▶ [Work order] Show each line from the listing that includes the word "neighborhood".

Segment Open

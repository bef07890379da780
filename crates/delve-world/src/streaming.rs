use delve_core::constants::{MAX_STREAM_RADIUS, MAX_VERTICAL_LAYERS};
use delve_core::types::ChunkKey;
use delve_core::VerticalExtent;
use glam::IVec3;

/// Decides which chunk keys stay resident around the camera.
///
/// Horizontally a square of `[-radius, radius]` chunks on X and Z around the
/// camera chunk; vertically whatever the configured [`VerticalExtent`] says.
#[derive(Debug, Clone, Copy, PartialEq, Eq)]
pub struct StreamingPolicy {
    vertical: VerticalExtent,
}

impl Default for StreamingPolicy {
    fn default() -> Self {
        Self::new(VerticalExtent::default())
    }
}

impl StreamingPolicy {
    /// Extents wider than [`MAX_VERTICAL_LAYERS`] are clamped.
    pub fn new(vertical: VerticalExtent) -> Self {
        let clamped = vertical.clamped(MAX_VERTICAL_LAYERS);
        if clamped != vertical {
            log::warn!("Vertical extent {:?} clamped to {:?}", vertical, clamped);
        }
        Self { vertical: clamped }
    }

    /// Radii beyond [`MAX_STREAM_RADIUS`] are clamped.
    pub fn clamp_radius(radius: u32) -> u32 {
        if radius > MAX_STREAM_RADIUS {
            log::warn!("Streaming radius {} clamped to {}", radius, MAX_STREAM_RADIUS);
        }
        radius.min(MAX_STREAM_RADIUS)
    }

    /// Whether `key` belongs to the neighborhood of `center`.
    pub fn contains(&self, center: ChunkKey, radius: u32, key: ChunkKey) -> bool {
        let r = radius as i32;
        let (min_y, max_y) = self.vertical.layers(center.y);
        (key.x - center.x).abs() <= r
            && (key.z - center.z).abs() <= r
            && (min_y..=max_y).contains(&key.y)
    }

    /// Every key in the neighborhood, nearest to the camera column first.
    pub fn neighborhood(&self, center: ChunkKey, radius: u32) -> Vec<ChunkKey> {
        let r = radius as i32;
        let (min_y, max_y) = self.vertical.layers(center.y);
        let side = (2 * r + 1) as usize;
        let layers = (i64::from(max_y) - i64::from(min_y) + 1).max(0) as usize;

        let mut keys = Vec::with_capacity(side * side * layers);
        for dz in -r..=r {
            for dx in -r..=r {
                for y in min_y..=max_y {
                    keys.push(IVec3::new(center.x + dx, y, center.z + dz));
                }
            }
        }
        keys.sort_by_key(|k| priority(center, *k));
        keys
    }
}

/// Sort key: horizontal distance, then vertical distance, then position for
/// a stable order.
pub fn priority(center: ChunkKey, key: ChunkKey) -> (i32, i32, i32, i32, i32) {
    let d = key - center;
    (d.x * d.x + d.z * d.z, d.y.abs(), key.x, key.y, key.z)
}
// tests/support/mocks/probe.rs
use async_trait::async_trait;
use std::collections::HashMap;
use std::sync::Mutex;

use kiji_core::domain::errors::DomainResult;
use kiji_core::domain::slug::{Slug, SlugProbe};

/// Probe over a fixed slug -> owner-id map, for resolver-level tests.
#[derive(Default)]
pub struct StaticProbe {
    taken: Mutex<HashMap<String, i64>>,
}

impl StaticProbe {
    pub fn new() -> Self {
        Self::default()
    }

    pub fn with_taken(entries: &[(&str, i64)]) -> Self {
        let probe = Self::new();
        {
            let mut guard = probe.taken.lock().expect("mutex poisoned");
            for (slug, owner) in entries {
                guard.insert((*slug).to_string(), *owner);
            }
        }
        probe
    }

    pub fn mark_taken(&self, slug: &str, owner: i64) {
        self.taken
            .lock()
            .expect("mutex poisoned")
            .insert(slug.to_string(), owner);
    }
}

#[async_trait]
impl SlugProbe for StaticProbe {
    async fn slug_exists(&self, candidate: &Slug, exclude: Option<i64>) -> DomainResult<bool> {
        let guard = self.taken.lock().expect("mutex poisoned");
        Ok(match guard.get(candidate.as_str()) {
            Some(owner) => exclude != Some(*owner),
            None => false,
        })
    }
}
use sqlx::{PgPool, postgres::PgPoolOptions};

pub async fn init_pool(database_url: &str, max_connections: u32) -> Result<PgPool, sqlx::Error> {
    PgPoolOptions::new()
        .max_connections(max_connections)
        .connect(database_url)
        .await
}

pub async fn run_migrations(pool: &PgPool) -> Result<(), sqlx::migrate::MigrateError> {
    sqlx::migrate!("./migrations").run(pool).await
}
// src/domain/category/entity.rs
use crate::domain::category::value_objects::{CategoryId, CategoryTitle};
use crate::domain::slug::Slug;
use chrono::{DateTime, Utc};

#[derive(Debug, Clone)]
pub struct Category {
    pub id: CategoryId,
    pub title: CategoryTitle,
    pub slug: Slug,
    pub created_at: DateTime<Utc>,
    pub updated_at: DateTime<Utc>,
}

impl Category {
    pub fn rename(&mut self, title: CategoryTitle, slug: Slug, now: DateTime<Utc>) {
        self.title = title;
        self.slug = slug;
        self.updated_at = now;
    }
}

#[derive(Debug, Clone)]
pub struct NewCategory {
    pub title: CategoryTitle,
    pub slug: Slug,
    pub created_at: DateTime<Utc>,
    pub updated_at: DateTime<Utc>,
}

#[derive(Debug, Clone)]
pub struct CategoryUpdate {
    pub id: CategoryId,
    pub title: Option<CategoryTitle>,
    pub slug: Option<Slug>,
    pub updated_at: DateTime<Utc>,
}

#[cfg(test)]
mod tests {
    use super::*;

    #[test]
    fn rename_replaces_title_and_slug() {
        let created = Utc::now();
        let mut category = Category {
            id: CategoryId::new(1).unwrap(),
            title: CategoryTitle::new("Rust").unwrap(),
            slug: Slug::new("rust").unwrap(),
            created_at: created,
            updated_at: created,
        };
        let later = created + chrono::Duration::seconds(30);
        category.rename(
            CategoryTitle::new("Rust Lang").unwrap(),
            Slug::new("rust-lang").unwrap(),
            later,
        );
        assert_eq!(category.title.as_str(), "Rust Lang");
        assert_eq!(category.slug.as_str(), "rust-lang");
        assert_eq!(category.updated_at, later);
        assert_eq!(category.created_at, created);
    }
}
// src/application/dto/auth.rs
use crate::domain::user::UserId;

/// The already-authenticated caller. Authentication itself happens in
/// the surrounding web layer; commands only need to know who acts.
#[derive(Debug, Clone)]
pub struct AuthenticatedUser {
    pub id: UserId,
    pub username: String,
}

impl AuthenticatedUser {
    pub fn new(id: UserId, username: impl Into<String>) -> Self {
        Self {
            id,
            username: username.into(),
        }
    }
}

Segment Closed

▶ [Task response]
    /// Whether `key` belongs to the neighborhood of `center`.
    /// Every key in the neighborhood, nearest to the camera column first.
    pub fn neighborhood(&self, center: ChunkKey, radius: u32) -> Vec<ChunkKey> {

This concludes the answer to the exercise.